Aluminum vs Stainless Steel Boil Kettle

Hi guys,

A friend of mine who just started brewing asked me which metal was preferred to have your boil kettle made out of. It is my knowledge that SS is preferred over aluminum (I have always used SS), but I couldn’t come up with a reason other than SS’s anti-corroding properties.

Any thoughts?

Thanks,

From the previous discussions on this topic my take is that Aluminum is cheaper, conducts heat better and doesn’t introduce anything bad in the beer.  Stainless is pretty.

Years ago people swore aluminum pots were a factor in Alzheimer’s.  As far as I know, no studies have shown any link between the two.

If you use aluminum, do not try to keep it shiny.  The flat color is actually a good thing that keeps the pot from imparting an aluminum flavor to the wort.

All of my brew kettles are stainless, mostly because I found them for the right price at the time I needed them.

Paul

Martin Brungard uses Aluminum pots.  That’s all the reassurance I’d need.

I have an aluminum pot currently because of all the above reasons, namely that it was cheap.

I also like shiny things, so I’m finally going stainless after almost four years with the same pot on the stove top.

i use aluminum.

+1 on what slowbrew said.  Plenty of pluses for aluminum as long as you care for it properly.  Don’t use harsh chemicals in it and leave the interior dull.  My kettle has a nice ‘tea-colored’ staining in it.  I just give it a scrub to remove any trub after the brew and put it away to dry.

Do get the biggest diameter kettle you can afford.  I typically brew 5 gal or 10 gal batches, so I have a 15 gal Al kettle.  It has a larger diameter than the typical keggle and I feel that this helps me keep more of the trub in the kettle and out of the fermenter.

Same here.
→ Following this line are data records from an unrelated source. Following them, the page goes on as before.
//! 内存账本存储
//!
//! 所有操作在同一把异步互斥锁内完成，天然满足唯一性与扣减的串行化要求。
//! 用于测试与本地联调。

use std::collections::{BTreeMap, HashMap};

use async_trait::async_trait;
use chrono::{DateTime, Utc};
use rust_decimal::Decimal;
use tokio::sync::Mutex;

use super::{check_withdrawal_amount, plan_resolution};
use super::traits::LedgerStore;
use crate::error::{LedgerError, Result};
use crate::models::{Balance, Order, OrderKind, OrderNumber, OrderStatus};
use crate::outcome::{ResolutionPlan, ResolveOutcome, SubmitOutcome, WithdrawOutcome};

#[derive(Default)]
struct State {
    next_id: i64,
    /// id -> 订单，BTreeMap 保证按 id 升序遍历
    orders: BTreeMap<i64, Order>,
    /// 订单号 -> id
    by_number: HashMap<OrderNumber, i64>,
}

impl State {
    fn insert(&mut self, mut order: Order) -> Order {
        self.next_id += 1;
        order.id = self.next_id;
        self.by_number.insert(order.number.clone(), order.id);
        self.orders.insert(order.id, order.clone());
        order
    }

    fn by_number(&self, number: &OrderNumber) -> Option<&Order> {
        self.by_number.get(number).and_then(|id| self.orders.get(id))
    }

    fn balance(&self, user_id: &str) -> Result<Balance> {
        let overflow = || LedgerError::AmountOverflow(user_id.to_string());
        let (accrued, withdrawn) = self
            .orders
            .values()
            .filter(|o| o.user_id == user_id)
            .try_fold((Decimal::ZERO, Decimal::ZERO), |(accrued, withdrawn), o| -> std::result::Result<_, LedgerError> {
                match (o.kind, o.status) {
                    (OrderKind::Deposit, OrderStatus::Processed) => {
                        Ok((accrued.checked_add(o.amount).ok_or_else(overflow)?, withdrawn))
                    }
                    (OrderKind::Withdrawal, _) => {
                        Ok((accrued, withdrawn.checked_add(o.amount).ok_or_else(overflow)?))
                    }
                    _ => Ok((accrued, withdrawn)),
                }
            })?;
        Ok(Balance::from_totals(accrued, withdrawn))
    }

    fn user_orders(&self, user_id: &str, kind: OrderKind) -> Vec<Order> {
        let mut orders: Vec<Order> = self
            .orders
            .values()
            .filter(|o| o.user_id == user_id && o.kind == kind)
            .cloned()
            .collect();
        orders.sort_by(|a, b| (a.submitted_at, a.id).cmp(&(b.submitted_at, b.id)));
        orders
    }

    fn pending(&self) -> impl Iterator<Item = &Order> {
        self.orders
            .values()
            .filter(|o| o.kind == OrderKind::Deposit && !o.status.is_terminal())
    }
}

/// 内存账本存储
#[derive(Default)]
pub struct InMemoryLedgerStore {
    state: Mutex<State>,
}

impl InMemoryLedgerStore {
    pub fn new() -> Self {
        Self::default()
    }

    /// 当前记录总数（含所有用户、所有种类）
    pub async fn len(&self) -> usize {
        self.state.lock().await.orders.len()
    }

    pub async fn is_empty(&self) -> bool {
        self.len().await == 0
    }

    /// 按订单号读取单条记录
    pub async fn get(&self, number: &OrderNumber) -> Option<Order> {
        self.state.lock().await.by_number(number).cloned()
    }
}

fn to_index(value: i64) -> usize {
    usize::try_from(value.max(0)).unwrap_or(usize::MAX)
}

#[async_trait]
impl LedgerStore for InMemoryLedgerStore {
    async fn submit(&self, number: &OrderNumber, user_id: &str) -> Result<SubmitOutcome> {
        let mut state = self.state.lock().await;

        if let Some(existing) = state.by_number(number) {
            return Ok(if existing.user_id == user_id {
                SubmitOutcome::AlreadyOwnedByCaller
            } else {
                SubmitOutcome::OwnedByOther
            });
        }

        state.insert(Order {
            id: 0,
            number: number.clone(),
            kind: OrderKind::Deposit,
            status: OrderStatus::New,
            amount: Decimal::ZERO,
            user_id: user_id.to_string(),
            submitted_at: Utc::now(),
            resolved_at: None,
        });

        Ok(SubmitOutcome::Accepted)
    }

    async fn list_deposits(&self, user_id: &str) -> Result<Vec<Order>> {
        Ok(self.state.lock().await.user_orders(user_id, OrderKind::Deposit))
    }

    async fn list_withdrawals(&self, user_id: &str) -> Result<Vec<Order>> {
        Ok(self
            .state
            .lock()
            .await
            .user_orders(user_id, OrderKind::Withdrawal))
    }

    async fn balance(&self, user_id: &str) -> Result<Balance> {
        self.state.lock().await.balance(user_id)
    }

    async fn withdraw(
        &self,
        number: &OrderNumber,
        user_id: &str,
        amount: Decimal,
    ) -> Result<WithdrawOutcome> {
        check_withdrawal_amount(amount)?;

        let mut state = self.state.lock().await;

        if state.by_number(number).is_some() {
            return Ok(WithdrawOutcome::DuplicateNumber);
        }

        let balance = state.balance(user_id)?;
        if balance.current < amount {
            return Ok(WithdrawOutcome::InsufficientFunds {
                available: balance.current,
                requested: amount,
            });
        }

        let now = Utc::now();
        let order = state.insert(Order {
            id: 0,
            number: number.clone(),
            kind: OrderKind::Withdrawal,
            status: OrderStatus::Processed,
            amount,
            user_id: user_id.to_string(),
            submitted_at: now,
            resolved_at: Some(now),
        });

        Ok(WithdrawOutcome::Completed(order))
    }

    async fn list_pending_deposits(&self, limit: i64, offset: i64) -> Result<Vec<Order>> {
        let state = self.state.lock().await;
        Ok(state
            .pending()
            .skip(to_index(offset))
            .take(to_index(limit))
            .cloned()
            .collect())
    }

    async fn list_pending_deposits_after(&self, after_id: i64, limit: i64) -> Result<Vec<Order>> {
        let state = self.state.lock().await;
        Ok(state
            .pending()
            .filter(|o| o.id > after_id)
            .take(to_index(limit))
            .cloned()
            .collect())
    }

    async fn resolve(
        &self,
        number: &OrderNumber,
        status: OrderStatus,
        amount: Decimal,
        resolved_at: DateTime<Utc>,
    ) -> Result<ResolveOutcome> {
        let mut state = self.state.lock().await;

        let id = state
            .by_number(number)
            .filter(|o| o.is_deposit())
            .map(|o| o.id)
            .ok_or_else(|| LedgerError::OrderNotFound(number.to_string()))?;
        let order = state
            .orders
            .get_mut(&id)
            .ok_or_else(|| LedgerError::OrderNotFound(number.to_string()))?;

        match plan_resolution(order, status, amount, resolved_at)? {
            ResolutionPlan::Skip => Ok(ResolveOutcome::Unchanged),
            ResolutionPlan::Write {
                status,
                amount,
                resolved_at,
            } => {
                order.status = status;
                order.amount = amount;
                order.resolved_at = resolved_at;
                Ok(ResolveOutcome::Applied)
            }
        }
    }
}
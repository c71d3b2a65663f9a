//! accrual 桩服务
//!
//! 按订单号预置响应，并统计每个订单号被查询的次数。

use std::collections::HashMap;
use std::sync::{Arc, Mutex};

use axum::{
    Json, Router,
    extract::{Path, State},
    http::{StatusCode, header},
    response::{IntoResponse, Response},
    routing::get,
};
use serde_json::json;
use tokio::net::TcpListener;

/// 预置响应
#[derive(Debug, Clone)]
pub enum StubReply {
    Registered,
    Processing,
    Invalid,
    Processed(f64),
    /// 204，远端尚未登记
    NotRegistered,
    RateLimited { retry_after_secs: u64 },
    ServerError,
}

#[derive(Default)]
struct StubState {
    replies: HashMap<String, StubReply>,
    hits: HashMap<String, usize>,
}

/// 运行中的 accrual 桩服务
#[derive(Clone)]
pub struct AccrualStub {
    base_url: String,
    state: Arc<Mutex<StubState>>,
}

impl AccrualStub {
    /// 在随机端口上启动
    pub async fn start() -> anyhow::Result<Self> {
        let state = Arc::new(Mutex::new(StubState::default()));
        let app = Router::new()
            .route("/api/orders/{number}", get(order_handler))
            .with_state(state.clone());

        let listener = TcpListener::bind("127.0.0.1:0").await?;
        let addr = listener.local_addr()?;
        tokio::spawn(async move {
            let _ = axum::serve(listener, app).await;
        });

        Ok(Self {
            base_url: format!("http://{addr}"),
            state,
        })
    }

    pub fn base_url(&self) -> &str {
        &self.base_url
    }

    /// 设置某订单号的响应，覆盖之前的设置
    pub fn reply(&self, number: &str, reply: StubReply) {
        if let Ok(mut state) = self.state.lock() {
            state.replies.insert(number.to_string(), reply);
        }
    }

    /// 某订单号累计被查询的次数
    pub fn hits(&self, number: &str) -> usize {
        self.state
            .lock()
            .map(|s| s.hits.get(number).copied().unwrap_or_default())
            .unwrap_or_default()
    }
}

async fn order_handler(
    State(state): State<Arc<Mutex<StubState>>>,
    Path(number): Path<String>,
) -> Response {
    let reply = match state.lock() {
        Ok(mut s) => {
            *s.hits.entry(number.clone()).or_default() += 1;
            s.replies.get(&number).cloned()
        }
        Err(_) => return StatusCode::INTERNAL_SERVER_ERROR.into_response(),
    };

    match reply.unwrap_or(StubReply::NotRegistered) {
        StubReply::Registered => {
            Json(json!({ "order": number, "status": "REGISTERED" })).into_response()
        }
        StubReply::Processing => {
            Json(json!({ "order": number, "status": "PROCESSING" })).into_response()
        }
        StubReply::Invalid => Json(json!({ "order": number, "status": "INVALID" })).into_response(),
        StubReply::Processed(accrual) => Json(json!({
            "order": number,
            "status": "PROCESSED",
            "accrual": accrual
        }))
        .into_response(),
        StubReply::NotRegistered => StatusCode::NO_CONTENT.into_response(),
        StubReply::RateLimited { retry_after_secs } => (
            StatusCode::TOO_MANY_REQUESTS,
            [(header::RETRY_AFTER, retry_after_secs.to_string())],
            "No more than N requests per minute allowed",
        )
            .into_response(),
        StubReply::ServerError => StatusCode::INTERNAL_SERVER_ERROR.into_response(),
    }
}
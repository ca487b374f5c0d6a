// Copyright © 2025 Hs293Go
//
// Permission is hereby granted, free of charge, to any person obtaining
// a copy of this software and associated documentation files (the "Software"),
// to deal in the Software without restriction, including without limitation
// the rights to use, copy, modify, merge, publish, distribute, sublicense,
// and/or sell copies of the Software, and to permit persons to whom the
// Software is furnished to do so, subject to the following conditions:
//
// The above copyright notice and this permission notice shall be included
// in all copies or substantial portions of the Software.
//
// THE SOFTWARE IS PROVIDED "AS IS", WITHOUT WARRANTY OF ANY KIND,
// EXPRESS OR IMPLIED, INCLUDING BUT NOT LIMITED TO THE WARRANTIES
// OF MERCHANTABILITY, FITNESS FOR A PARTICULAR PURPOSE AND NONINFRINGEMENT.
// IN NO EVENT SHALL THE AUTHORS OR COPYRIGHT HOLDERS BE LIABLE FOR ANY CLAIM,
// DAMAGES OR OTHER LIABILITY, WHETHER IN AN ACTION OF CONTRACT,
// TORT OR OTHERWISE, ARISING FROM, OUT OF OR IN CONNECTION WITH THE SOFTWARE
// OR THE USE OR OTHER DEALINGS IN THE SOFTWARE.

//! Observation of controller updates.
//!
//! A [`PidController`](crate::pid::PidController) can hold an optional [`Telemetry`] sink. The
//! controller reports every call to `update` to it; the sink never influences the returned
//! control signal and cannot fail the update.
//!
//! [`Registry`] hands out one [`PidMetrics`] instrument set per name. Registration is
//! idempotent, so controllers that intentionally share a name also share their instruments.

use std::collections::HashMap;
use std::fmt::Debug;
use std::string::{String, ToString};
use std::sync::atomic::{AtomicU64, Ordering};
use std::sync::Arc;
use std::vec::Vec;

use parking_lot::Mutex;
use tracing::debug;

use crate::error::PidError;

/// Name of the counter incremented on every update
pub const UPDATES_TOTAL: &str = "pid_updates_total";
/// Name of the gauge holding the latest target
pub const TARGET: &str = "pid_target";
/// Name of the gauge holding the latest measurement
pub const CURRENT: &str = "pid_current";
/// Name of the gauge holding the latest control signal
pub const CONTROL_SIGNAL: &str = "pid_control_signal";

/// A sink for controller update events.
///
/// Implementations must be cheap: `record_update` runs on the control loop's hot path.
pub trait Telemetry: Debug + Send + Sync {
    /// Called once per controller update with the inputs and the returned control signal.
    fn record_update(&self, target: f64, current: f64, control_signal: f64);
}

/// An `f64` gauge stored as raw bits so it can be updated without locking.
#[derive(Debug, Default)]
struct Gauge(AtomicU64);

impl Gauge {
    fn set(&self, value: f64) {
        self.0.store(value.to_bits(), Ordering::Relaxed);
    }

    fn get(&self) -> f64 {
        f64::from_bits(self.0.load(Ordering::Relaxed))
    }
}

/// The instrument set of one named controller: an update counter and three gauges.
#[derive(Debug)]
pub struct PidMetrics {
    name: String,
    updates_total: AtomicU64,
    target: Gauge,
    current: Gauge,
    control_signal: Gauge,
}

impl PidMetrics {
    fn new(name: &str) -> Self {
        Self {
            name: name.to_string(),
            updates_total: AtomicU64::new(0),
            target: Gauge::default(),
            current: Gauge::default(),
            control_signal: Gauge::default(),
        }
    }

    /// The `name` label shared by all instruments of this set.
    pub fn name(&self) -> &str {
        &self.name
    }

    /// Number of updates recorded so far.
    pub fn updates_total(&self) -> u64 {
        self.updates_total.load(Ordering::Relaxed)
    }

    /// Latest recorded target.
    pub fn target(&self) -> f64 {
        self.target.get()
    }

    /// Latest recorded measurement.
    pub fn current(&self) -> f64 {
        self.current.get()
    }

    /// Latest recorded control signal.
    pub fn control_signal(&self) -> f64 {
        self.control_signal.get()
    }

    /// Reads all instruments at once.
    pub fn snapshot(&self) -> MetricsSnapshot {
        MetricsSnapshot {
            name: self.name.clone(),
            updates_total: self.updates_total(),
            target: self.target(),
            current: self.current(),
            control_signal: self.control_signal(),
        }
    }
}

impl Telemetry for PidMetrics {
    fn record_update(&self, target: f64, current: f64, control_signal: f64) {
        self.updates_total.fetch_add(1, Ordering::Relaxed);
        self.target.set(target);
        self.current.set(current);
        self.control_signal.set(control_signal);
    }
}

/// Point-in-time values of a [`PidMetrics`] set.
#[derive(Clone, Debug, PartialEq)]
pub struct MetricsSnapshot {
    /// Value of the `name` label
    pub name: String,
    /// Value of `pid_updates_total`
    pub updates_total: u64,
    /// Value of `pid_target`
    pub target: f64,
    /// Value of `pid_current`
    pub current: f64,
    /// Value of `pid_control_signal`
    pub control_signal: f64,
}

/// A registry of named instrument sets.
///
/// Registering a name that is already present returns the existing instruments instead of
/// failing. Registration takes a lock and is meant to happen once per controller at
/// construction, never per step.
#[derive(Debug, Default)]
pub struct Registry {
    metrics: Mutex<HashMap<String, Arc<PidMetrics>>>,
    capacity: Option<usize>,
}

impl Registry {
    /// Creates an unbounded registry.
    pub fn new() -> Self {
        Self::default()
    }

    /// Creates a registry that rejects new names once `capacity` distinct names are held.
    /// Re-registering an existing name always succeeds.
    pub fn with_capacity_limit(capacity: usize) -> Self {
        Self {
            metrics: Mutex::default(),
            capacity: Some(capacity),
        }
    }

    /// Registers the instrument set for `name`, or returns the one already registered.
    pub fn register(&self, name: &str) -> Result<Arc<PidMetrics>, PidError> {
        if name.is_empty() {
            return Err(PidError::EmptyMetricsName);
        }

        let mut metrics = self.metrics.lock();
        if let Some(existing) = metrics.get(name) {
            debug!(name, "reusing registered PID metrics");
            return Ok(Arc::clone(existing));
        }

        if let Some(capacity) = self.capacity {
            if metrics.len() >= capacity {
                return Err(PidError::RegistryFull { capacity });
            }
        }

        let registered = Arc::new(PidMetrics::new(name));
        metrics.insert(name.to_string(), Arc::clone(&registered));
        debug!(name, "registered PID metrics");
        Ok(registered)
    }

    /// Looks up the instrument set registered under `name`.
    pub fn get(&self, name: &str) -> Option<Arc<PidMetrics>> {
        self.metrics.lock().get(name).cloned()
    }

    /// Number of distinct names registered.
    pub fn len(&self) -> usize {
        self.metrics.lock().len()
    }

    /// Whether nothing has been registered yet.
    pub fn is_empty(&self) -> bool {
        self.len() == 0
    }

    /// Snapshots every registered instrument set, sorted by name.
    pub fn gather(&self) -> Vec<MetricsSnapshot> {
        let mut snapshots: Vec<_> = self
            .metrics
            .lock()
            .values()
            .map(|metrics| metrics.snapshot())
            .collect();
        snapshots.sort_by(|a, b| a.name.cmp(&b.name));
        snapshots
    }
}
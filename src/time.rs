// Defines a trait for time-like objects and a timestamp-driven controller wrapper
// Copyright © 2025 Hs293Go
//
// Permission is hereby granted, free of charge, to any person obtaining
// a copy of this software and associated documentation files (the "Software"),
// to deal in the Software without restriction, including without limitation
// the rights to use, copy, modify, merge, publish, distribute, sublicense,
// and/or sell copies of the Software, and to permit persons to whom the
// Software is furnished to do so, subject to the following conditions:
//
// The above copyright notice and this permission notice shall be included
// in all copies or substantial portions of the Software.
//
// THE SOFTWARE IS PROVIDED "AS IS", WITHOUT WARRANTY OF ANY KIND,
// EXPRESS OR IMPLIED, INCLUDING BUT NOT LIMITED TO THE WARRANTIES
// OF MERCHANTABILITY, FITNESS FOR A PARTICULAR PURPOSE AND NONINFRINGEMENT.
// IN NO EVENT SHALL THE AUTHORS OR COPYRIGHT HOLDERS BE LIABLE FOR ANY CLAIM,
// DAMAGES OR OTHER LIABILITY, WHETHER IN AN ACTION OF CONTRACT,
// TORT OR OTHERWISE, ARISING FROM, OUT OF OR IN CONNECTION WITH THE SOFTWARE
// OR THE USE OR OTHER DEALINGS IN THE SOFTWARE.

use core::ops::Add;
use core::time::Duration;

use core::fmt::Debug;

use num_traits::Float;

use crate::pid::PidController;

/// A trait for time-like objects that can be used to measure elapsed time.
/// [`ClockedPidController`] uses it to derive the time step between two updates.
pub trait InstantLike: Copy + Debug + PartialEq<Self> {
    /// Returns the amount of time elapsed from another instant to this one, saturating to zero
    /// if `earlier` is actually later
    #[must_use]
    fn duration_since(&self, earlier: Self) -> Duration;
}

/// A wrapper around an unsigned 64-bit integer representing milliseconds, e.g. a tick counter
#[derive(Debug, Clone, Copy, PartialEq, PartialOrd)]
pub struct Millis(pub u64);

impl InstantLike for Millis {
    fn duration_since(&self, earlier: Self) -> Duration {
        Duration::from_millis(self.0.saturating_sub(earlier.0))
    }
}

impl Add<Duration> for Millis {
    type Output = Self;

    fn add(self, rhs: Duration) -> Self::Output {
        Millis(
            self.0
                .saturating_add(u64::try_from(rhs.as_millis()).unwrap_or(u64::MAX)),
        )
    }
}

/// A wrapper around an unsigned 64-bit integer representing microseconds
#[derive(Debug, Clone, Copy, PartialEq, PartialOrd)]
pub struct Micros(pub u64);

impl InstantLike for Micros {
    fn duration_since(&self, earlier: Self) -> Duration {
        Duration::from_micros(self.0.saturating_sub(earlier.0))
    }
}

impl Add<Duration> for Micros {
    type Output = Self;

    fn add(self, rhs: Duration) -> Self::Output {
        Micros(
            self.0
                .saturating_add(u64::try_from(rhs.as_micros()).unwrap_or(u64::MAX)),
        )
    }
}

/// Seconds since an arbitrary epoch, e.g. simulated time
#[derive(Debug, Clone, Copy, PartialEq, PartialOrd)]
pub struct TimeF64(pub f64);

impl InstantLike for TimeF64 {
    fn duration_since(&self, earlier: Self) -> Duration {
        let secs = self.0 - earlier.0;
        if secs.is_nan() || secs <= 0.0 {
            Duration::ZERO
        } else {
            Duration::try_from_secs_f64(secs).unwrap_or(Duration::MAX)
        }
    }
}

impl Add<Duration> for TimeF64 {
    type Output = Self;

    fn add(self, rhs: Duration) -> Self::Output {
        TimeF64(self.0 + rhs.as_secs_f64())
    }
}

impl TimeF64 {
    /// Constructs a new TimeF64 from raw seconds.
    pub fn from_secs(secs: f64) -> Self {
        TimeF64(secs)
    }

    /// Returns the underlying seconds.
    pub fn as_secs_f64(&self) -> f64 {
        self.0
    }
}

/// A convenient wrapper around `std::time::Instant` satisfying the `InstantLike` trait.
#[cfg(feature = "std")]
mod std_instant {

    use super::{Add, Duration, InstantLike};

    /// `std::time::Instant` as an [`InstantLike`]
    #[derive(Debug, Clone, Copy, PartialEq)]
    pub struct StdInstant(pub std::time::Instant);

    impl StdInstant {
        /// The current instant
        pub fn now() -> Self {
            StdInstant(std::time::Instant::now())
        }
    }

    impl InstantLike for StdInstant {
        fn duration_since(&self, other: Self) -> Duration {
            self.0.saturating_duration_since(other.0)
        }
    }

    impl Add<Duration> for StdInstant {
        type Output = Self;

        fn add(self, rhs: Duration) -> Self::Output {
            StdInstant(self.0 + rhs)
        }
    }

    /// Tests that StdInstant is just one constructor call away from std::time::Instant
    /// and calling duration_since is equivalent to calling the same method on the underlying Instant.
    #[cfg(test)]
    #[test]
    fn test_std_instant_wrapper() {
        let start = StdInstant::now();
        let end = StdInstant(std::time::Instant::now());
        let result = end.duration_since(start);
        let expected = end.0.duration_since(start.0);
        assert_eq!(result, expected);
        assert_eq!(start.duration_since(end + Duration::from_secs(1)), Duration::ZERO);
    }
}

#[cfg(feature = "std")]
pub use std_instant::StdInstant;

/// A [`PidController`] driven by timestamps instead of time steps.
///
/// The first call only starts timekeeping: with no previous timestamp the step is zero, so the
/// controller holds its (zero) output. Later calls step the controller by the time elapsed
/// since the previous call.
#[derive(Clone, Debug)]
pub struct ClockedPidController<I: InstantLike, F: Float = f64> {
    pid: PidController<F>,
    last_time: Option<I>,
}

impl<I: InstantLike, F: Float> ClockedPidController<I, F> {
    /// Wraps a controller; no timestamp has been seen yet.
    pub fn new(pid: PidController<F>) -> Self {
        Self {
            pid,
            last_time: None,
        }
    }

    /// Timestamp of the previous call, if any.
    pub fn last_time(&self) -> Option<I> {
        self.last_time
    }

    /// The wrapped controller.
    pub fn controller(&self) -> &PidController<F> {
        &self.pid
    }

    /// Unwraps the controller, discarding timekeeping.
    pub fn into_inner(self) -> PidController<F> {
        self.pid
    }

    /// Computes the next control signal at time `now`.
    pub fn update(&mut self, target: F, current: F, now: I) -> F {
        let delta = self
            .last_time
            .map_or(Duration::ZERO, |last| now.duration_since(last));
        self.last_time = Some(now);
        self.pid.update(target, current, delta)
    }

    /// Clears the controller state and forgets the previous timestamp.
    pub fn reset(&mut self) {
        self.pid.reset();
        self.last_time = None;
    }
}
Very easy to maintain.

I have one of each (different metals because they came in turkey fryer kits from different manufacturers).  I use the aluminum one for the boil because it holds more volume.  Both pots are tall and skinny, and I second Martin’s suggestion about getting a wide pot.  My pots are too narrow to be able to form a trub cone after the boil no matter how vigorous or long I whirpool.

If you are brewing inside on a glass-top stove, you’ll want stainless because those pots have nice smooth, flat bottoms that make full contact with the stovetop and won’t scratch the stove glass (learned that the hard way).  If you get a thin-walled aluminum pot (i.e., one on the lower end of the price scale), be careful if you are using one of those intense jet propane burners, the ones that put out an intense, narrow flame.  They can create a decent hot spot in the bottom of the pot where you could get some scorching, especially if you don’t turn off the burner when dumping in liquid extract.  Higher-end aluminum pots and the stainless ones have thicker bottoms that spread out the heat better.

I use both and keep the light stain. For scrubbing out the boil lines, steel has been easier to clean.  It comes right off where the alum requires a bit of scrubbing.  Just a data-point in the discussion.

From an efficiency standpoint, aluminum is much more heat conductive than stainless - I have both and takes less propane with the Al pot (have to throttle the burner).